(Stored items)
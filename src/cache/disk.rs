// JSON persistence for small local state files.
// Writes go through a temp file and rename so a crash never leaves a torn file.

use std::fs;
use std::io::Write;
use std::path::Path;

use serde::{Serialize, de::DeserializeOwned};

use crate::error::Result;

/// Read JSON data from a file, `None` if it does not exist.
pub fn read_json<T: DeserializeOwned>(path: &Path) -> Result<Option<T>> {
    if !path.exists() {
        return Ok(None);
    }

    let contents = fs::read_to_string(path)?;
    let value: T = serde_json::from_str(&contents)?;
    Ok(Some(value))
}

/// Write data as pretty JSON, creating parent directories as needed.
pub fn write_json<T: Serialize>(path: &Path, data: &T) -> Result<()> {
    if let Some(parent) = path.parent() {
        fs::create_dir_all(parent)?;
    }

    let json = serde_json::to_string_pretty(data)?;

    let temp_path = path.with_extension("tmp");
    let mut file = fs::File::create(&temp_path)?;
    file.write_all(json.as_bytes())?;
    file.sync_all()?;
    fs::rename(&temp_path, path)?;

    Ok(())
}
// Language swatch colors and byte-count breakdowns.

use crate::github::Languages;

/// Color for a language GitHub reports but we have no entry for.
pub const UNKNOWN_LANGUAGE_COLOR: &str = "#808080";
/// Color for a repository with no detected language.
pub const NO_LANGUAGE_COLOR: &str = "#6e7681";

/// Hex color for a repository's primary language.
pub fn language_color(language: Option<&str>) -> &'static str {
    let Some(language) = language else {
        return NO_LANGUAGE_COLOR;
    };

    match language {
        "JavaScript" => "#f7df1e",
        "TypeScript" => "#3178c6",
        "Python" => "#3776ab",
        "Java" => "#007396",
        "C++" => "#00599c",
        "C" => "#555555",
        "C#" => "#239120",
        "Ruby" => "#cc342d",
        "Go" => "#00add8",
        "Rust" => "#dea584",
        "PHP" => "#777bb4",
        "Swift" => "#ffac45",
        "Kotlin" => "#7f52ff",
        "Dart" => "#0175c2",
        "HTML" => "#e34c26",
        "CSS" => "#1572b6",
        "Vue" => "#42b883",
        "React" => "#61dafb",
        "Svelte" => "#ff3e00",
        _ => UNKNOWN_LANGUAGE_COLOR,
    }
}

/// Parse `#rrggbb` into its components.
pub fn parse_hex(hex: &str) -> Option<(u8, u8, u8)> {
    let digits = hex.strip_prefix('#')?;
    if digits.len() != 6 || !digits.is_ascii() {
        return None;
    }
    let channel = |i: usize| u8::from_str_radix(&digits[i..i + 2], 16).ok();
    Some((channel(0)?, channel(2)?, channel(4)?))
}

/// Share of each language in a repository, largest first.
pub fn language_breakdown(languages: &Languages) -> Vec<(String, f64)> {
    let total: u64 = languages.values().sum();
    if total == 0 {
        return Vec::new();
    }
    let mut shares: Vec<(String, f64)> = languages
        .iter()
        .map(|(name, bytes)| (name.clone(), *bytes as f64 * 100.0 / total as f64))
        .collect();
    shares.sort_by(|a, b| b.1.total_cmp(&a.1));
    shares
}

_Exercise prompt_: Return each record exactly as given.

_Solved exercise_:
filename src/cache/disk.rs
// JSON persistence for small local state files.
// Writes go through a temp file and rename so a crash never leaves a torn file.

use std::fs;
use std::io::Write;
use std::path::Path;

use serde::{Serialize, de::DeserializeOwned};

use crate::error::Result;

/// Read JSON data from a file, `None` if it does not exist.
pub fn read_json<T: DeserializeOwned>(path: &Path) -> Result<Option<T>> {
    if !path.exists() {
        return Ok(None);
    }

    let contents = fs::read_to_string(path)?;
    let value: T = serde_json::from_str(&contents)?;
    Ok(Some(value))
}

/// Write data as pretty JSON, creating parent directories as needed.
pub fn write_json<T: Serialize>(path: &Path, data: &T) -> Result<()> {
    if let Some(parent) = path.parent() {
        fs::create_dir_all(parent)?;
    }

    let json = serde_json::to_string_pretty(data)?;

    let temp_path = path.with_extension("tmp");
    let mut file = fs::File::create(&temp_path)?;
    file.write_all(json.as_bytes())?;
    file.sync_all()?;
    fs::rename(&temp_path, path)?;

    Ok(())
}
// Language swatch colors and byte-count breakdowns.

use crate::github::Languages;

/// Color for a language GitHub reports but we have no entry for.
pub const UNKNOWN_LANGUAGE_COLOR: &str = "#808080";
/// Color for a repository with no detected language.
pub const NO_LANGUAGE_COLOR: &str = "#6e7681";

/// Hex color for a repository's primary language.
pub fn language_color(language: Option<&str>) -> &'static str {
    let Some(language) = language else {
        return NO_LANGUAGE_COLOR;
    };

    match language {
        "JavaScript" => "#f7df1e",
        "TypeScript" => "#3178c6",
        "Python" => "#3776ab",
        "Java" => "#007396",
        "C++" => "#00599c",
        "C" => "#555555",
        "C#" => "#239120",
        "Ruby" => "#cc342d",
        "Go" => "#00add8",
        "Rust" => "#dea584",
        "PHP" => "#777bb4",
        "Swift" => "#ffac45",
        "Kotlin" => "#7f52ff",
        "Dart" => "#0175c2",
        "HTML" => "#e34c26",
        "CSS" => "#1572b6",
        "Vue" => "#42b883",
        "React" => "#61dafb",
        "Svelte" => "#ff3e00",
        _ => UNKNOWN_LANGUAGE_COLOR,
    }
}

/// Parse `#rrggbb` into its components.
pub fn parse_hex(hex: &str) -> Option<(u8, u8, u8)> {
    let digits = hex.strip_prefix('#')?;
    if digits.len() != 6 || !digits.is_ascii() {
        return None;
    }
    let channel = |i: usize| u8::from_str_radix(&digits[i..i + 2], 16).ok();
    Some((channel(0)?, channel(2)?, channel(4)?))
}

/// Share of each language in a repository, largest first.
pub fn language_breakdown(languages: &Languages) -> Vec<(String, f64)> {
    let total: u64 = languages.values().sum();
    if total == 0 {
        return Vec::new();
    }
    let mut shares: Vec<(String, f64)> = languages
        .iter()
        .map(|(name, bytes)| (name.clone(), *bytes as f64 * 100.0 / total as f64))
        .collect();
    shares.sort_by(|a, b| b.1.total_cmp(&a.1));
    shares
}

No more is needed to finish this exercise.